### AIM OF THE TASK
A line-by-line copy of the material below is required.

### MATERIAL TO PROCESS
//! Clap config
use std::path::PathBuf;

use clap::{Parser, Subcommand};
use tokencache_core::StorageKind;

/// tokencache - cached client credentials with remember-me persistence.
#[derive(Parser, Debug)]
#[command(version, about, long_about = None)]
pub struct Args {
    /// Storage backend: memory, file, cookie, keyring or none
    /// (default: from config, then "file")
    #[arg(long, global = true)]
    pub storage: Option<StorageKind>,

    /// Also write logs to this file
    #[arg(long, global = true)]
    pub log_file: Option<PathBuf>,

    #[command(subcommand)]
    pub command: Command,
}

#[derive(Subcommand, Debug)]
pub enum Command {
    /// Show the cached token
    Show,

    /// Cache an access token
    Login {
        /// Access token id (prompted for when omitted)
        #[arg(long)]
        id: Option<String>,

        /// Authenticated user id, numeric or text
        #[arg(long)]
        user_id: Option<String>,

        /// Token lifetime in seconds
        #[arg(long, default_value_t = crate::commands::DEFAULT_TTL_SECS)]
        ttl: i64,

        /// Issuance time (default: now)
        #[arg(long)]
        created: Option<String>,

        /// Login response JSON merged over the other fields
        #[arg(long)]
        response: Option<String>,

        /// Keep the credentials after this process exits
        #[arg(long)]
        remember: bool,
    },

    /// Read or replace the cached user
    User {
        #[command(subcommand)]
        action: UserAction,
    },

    /// Forget the cached token
    Clear,

    /// Open a channel to ADDRESS using the cached access token
    Connect {
        /// host:port to connect to
        address: String,

        /// Connect timeout in milliseconds
        #[arg(long)]
        timeout_ms: Option<u64>,

        /// JSON message to send once connected
        #[arg(long)]
        message: Option<String>,
    },
}

#[derive(Subcommand, Debug)]
pub enum UserAction {
    /// Print the cached user as JSON
    Show,

    /// Replace the cached user
    Set {
        /// User data as JSON
        user: String,

        /// Keep the credentials after this process exits
        #[arg(long)]
        remember: bool,
    },
}
//! Authentication token lifecycle.
//!
//! This module provides:
//! - `TokenRecord`: the six persisted token fields
//! - `CredentialManager`: the single authoritative holder of the current
//!   token, mirrored into a `Storage` backend when remember-me is enabled
//!
//! Stored keys are namespaced with a fixed prefix (`$LoopBackSDK$` unless
//! configured otherwise) followed by the field name.

pub mod error;
pub mod manager;
pub mod token;

pub use error::CredentialError;
pub use manager::{CredentialManager, PersistFailure, DEFAULT_KEY_PREFIX};
pub use token::{TokenField, TokenRecord, UserId, UserPayload};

### RESPONSE AREA
//! Clap config
use std::path::PathBuf;

use clap::{Parser, Subcommand};
use tokencache_core::StorageKind;

/// tokencache - cached client credentials with remember-me persistence.
#[derive(Parser, Debug)]
#[command(version, about, long_about = None)]
pub struct Args {
    /// Storage backend: memory, file, cookie, keyring or none
    /// (default: from config, then "file")
    #[arg(long, global = true)]
    pub storage: Option<StorageKind>,

    /// Also write logs to this file
    #[arg(long, global = true)]
    pub log_file: Option<PathBuf>,

    #[command(subcommand)]
    pub command: Command,
}

#[derive(Subcommand, Debug)]
pub enum Command {
    /// Show the cached token
    Show,

    /// Cache an access token
    Login {
        /// Access token id (prompted for when omitted)
        #[arg(long)]
        id: Option<String>,

        /// Authenticated user id, numeric or text
        #[arg(long)]
        user_id: Option<String>,

        /// Token lifetime in seconds
        #[arg(long, default_value_t = crate::commands::DEFAULT_TTL_SECS)]
        ttl: i64,

        /// Issuance time (default: now)
        #[arg(long)]
        created: Option<String>,

        /// Login response JSON merged over the other fields
        #[arg(long)]
        response: Option<String>,

        /// Keep the credentials after this process exits
        #[arg(long)]
        remember: bool,
    },

    /// Read or replace the cached user
    User {
        #[command(subcommand)]
        action: UserAction,
    },

    /// Forget the cached token
    Clear,

    /// Open a channel to ADDRESS using the cached access token
    Connect {
        /// host:port to connect to
        address: String,

        /// Connect timeout in milliseconds
        #[arg(long)]
        timeout_ms: Option<u64>,

        /// JSON message to send once connected
        #[arg(long)]
        message: Option<String>,
    },
}

#[derive(Subcommand, Debug)]
pub enum UserAction {
    /// Print the cached user as JSON
    Show,

    /// Replace the cached user
    Set {
        /// User data as JSON
        user: String,

        /// Keep the credentials after this process exits
        #[arg(long)]
        remember: bool,
    },
}
//! Authentication token lifecycle.
//!
//! This module provides:
//! - `TokenRecord`: the six persisted token fields
//! - `CredentialManager`: the single authoritative holder of the current
//!   token, mirrored into a `Storage` backend when remember-me is enabled
//!
//! Stored keys are namespaced with a fixed prefix (`$LoopBackSDK$` unless
//! configured otherwise) followed by the field name.

pub mod error;
pub mod manager;
pub mod token;

pub use error::CredentialError;
pub use manager::{CredentialManager, PersistFailure, DEFAULT_KEY_PREFIX};
pub use token::{TokenField, TokenRecord, UserId, UserPayload};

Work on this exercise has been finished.